We might not trust that anyone else would get the job done or do it to our satisfaction.
It’s tempting to view the mental load problem as one of “unfairness” or a series of wrongdoings committed against us.
However, this fuels anger and resentment, leading us to react in ways that don’t serve us or others well.
Therapy and mindfulness practices can help recast the issue. In therapy, my patients and I explore those strategies, along with the nuances of individual relationships and personal histories.
How we approach the issue in therapy
We start by identifying the things we do to try to control our emotions (emotional “control strategies”).
One common control strategy? Carrying the mental load.
Other control strategies could include blaming, complaining, criticizing, ignoring, dwelling on the past, holding grudges, trying to change others, stress eating, procrastinating and so forth.
We then identify the harmful consequences of sustaining those control strategies in the short- or long-term.
I use a type of therapy called “Acceptance and Commitment Therapy.” ACT is an evidence-based behavior therapy that teaches us how to accept uncontrollable experiences and emotions, and pursue personally meaningful values and life goals.
ACT uses acceptance, mindfulness and values methods, teaching us to be present and engaged in our lives; to feel the full range of human emotions without being driven by them; to live intentionally and to pursue our values that matter most, even when we feel overwhelmed and uncomfortable.

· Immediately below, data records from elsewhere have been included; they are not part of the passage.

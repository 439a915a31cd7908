//! Word-frequency analysis over document text.
//!
//! Tokens are whitespace-separated, lowercased, and stripped of surrounding
//! punctuation. A token qualifies only if what remains is purely alphabetic and
//! not a Portuguese stop-word.

use lazy_static::lazy_static;
use serde::Serialize;
use std::collections::{HashMap, HashSet};
use std::fmt;

/// Default length of the ranked listing
pub const DEFAULT_TOP_N: usize = 20;

lazy_static! {
    static ref STOP_WORDS: HashSet<String> = stop_words::get(stop_words::LANGUAGE::Portuguese)
        .iter()
        .map(|word| word.to_lowercase())
        .collect();
}

/// One row of the frequency table
#[derive(Debug, Clone, PartialEq, Eq, Serialize)]
pub struct WordCount {
    pub word: String,
    pub count: usize,
}

impl WordCount {
    pub fn new(word: impl Into<String>, count: usize) -> Self {
        Self {
            word: word.into(),
            count,
        }
    }
}

impl fmt::Display for WordCount {
    fn fmt(&self, f: &mut fmt::Formatter<'_>) -> fmt::Result {
        write!(f, "{}: {}", self.word, self.count)
    }
}

/// Lowercase, trim punctuation, and filter a single raw token
fn qualify(raw: &str) -> Option<String> {
    let lowered = raw.to_lowercase();
    let word = lowered.trim_matches(|c: char| !c.is_alphanumeric());

    if word.is_empty() || !word.chars().all(char::is_alphabetic) || STOP_WORDS.contains(word) {
        return None;
    }
    Some(word.to_string())
}

/// Qualifying words of `text`, in order of appearance
pub fn tokenize(text: &str) -> Vec<String> {
    text.split_whitespace().filter_map(qualify).collect()
}

/// Count qualifying words, most frequent first.
///
/// Words with equal counts keep the order in which they first appeared.
pub fn word_frequencies(text: &str) -> Vec<WordCount> {
    let mut index: HashMap<String, usize> = HashMap::new();
    let mut counts: Vec<WordCount> = Vec::new();

    for word in tokenize(text) {
        match index.get(&word) {
            Some(&i) => counts[i].count += 1,
            None => {
                index.insert(word.clone(), counts.len());
                counts.push(WordCount::new(word, 1));
            }
        }
    }

    // stable, so ties stay in first-seen order
    counts.sort_by(|a, b| b.count.cmp(&a.count));
    counts
}

/// The `n` most frequent qualifying words
pub fn top_words(text: &str, n: usize) -> Vec<WordCount> {
    let mut counts = word_frequencies(text);
    counts.truncate(n);
    counts
}

/// Render a listing as `word: count` lines
pub fn format_top_words(words: &[WordCount]) -> String {
    words
        .iter()
        .map(WordCount::to_string)
        .collect::<Vec<_>>()
        .join("\n")
}

#[cfg(test)]
mod tests {
    use super::*;

    #[test]
    fn test_gato_scenario() {
        let counts = word_frequencies("O gato correu. O gato comeu.");
        assert_eq!(
            counts,
            vec![
                WordCount::new("gato", 2),
                WordCount::new("correu", 1),
                WordCount::new("comeu", 1),
            ]
        );
    }

    #[test]
    fn test_tokenize_filters() {
        let tokens = tokenize("Rust 2024 é-bom, (Linguagem) de compiladores e_b x2 \"Ferrugem\"!");
        assert_eq!(tokens, vec!["rust", "linguagem", "compiladores", "ferrugem"]);
    }

    #[test]
    fn test_counting_is_case_insensitive() {
        let counts = word_frequencies("Brasil brasil BRASIL");
        assert_eq!(counts, vec![WordCount::new("brasil", 3)]);
    }

    #[test]
    fn test_accented_words_are_alphabetic() {
        let counts = word_frequencies("ação coração ação");
        assert_eq!(
            counts,
            vec![WordCount::new("ação", 2), WordCount::new("coração", 1)]
        );
    }

    #[test]
    fn test_stop_words_are_dropped() {
        assert_eq!(tokenize("de Que gato"), vec!["gato"]);
    }

    #[test]
    fn test_top_words_truncates() {
        let text: String = (0..30)
            .map(|i| format!("palavra{} ", i))
            .chain((0..5).map(|_| "repetida ".to_string()))
            .collect();
        // "palavraN" contains digits, so only "repetida" qualifies
        assert_eq!(top_words(&text, 20), vec![WordCount::new("repetida", 5)]);

        let letters = "abcdefghijklmnopqrstuvwxyz";
        let text: String = (0..26)
            .map(|i| format!("zz{} ", &letters[i..i + 1].repeat(3)))
            .collect();
        let top = top_words(&text, DEFAULT_TOP_N);
        assert_eq!(top.len(), 20);
        assert!(top.iter().all(|w| w.count == 1));
    }

    #[test]
    fn test_format_top_words() {
        let words = vec![WordCount::new("gato", 2), WordCount::new("comeu", 1)];
        assert_eq!(format_top_words(&words), "gato: 2\ncomeu: 1");
        assert_eq!(format_top_words(&[]), "");
    }

    #[test]
    fn test_empty_text() {
        assert!(word_frequencies("").is_empty());
        assert!(top_words("   \n", 20).is_empty());
    }
}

ACT strategies to let go of the mental load
Instead of getting swept up in the anxieties and resentments, we learn to invite those and other painful emotions in and transform our relationships with those feelings.
Instead of chastising our partner, we practice communicating openly and respectfully about our concerns. Rather than holding grudges and keeping a record of past wrongs, we might practice forgiveness—letting others (and ourselves) off the hook so we can redirect our energies toward values.
We practice letting go of perfectionism, being satisfied with “good enough” when anything more matters little in the grand scheme of life.
This frees us to pursue what truly matters—our values.
It's easy to get stuck in the role of the stressed project manager for the family, fearing that if we don’t do the endless worry work, everything will fall apart. The emotions we feel from this are real and valid. But in 20 years of practice, I’ve yet to see any lives implode from letting go of that control.
It’s important to remember what we can and cannot control. We can’t control our emotions or other people. But we can control our own actions and how we respond.
Laurie Greco is a clinical psychologist at The Ohio State University Wexner Medical Center.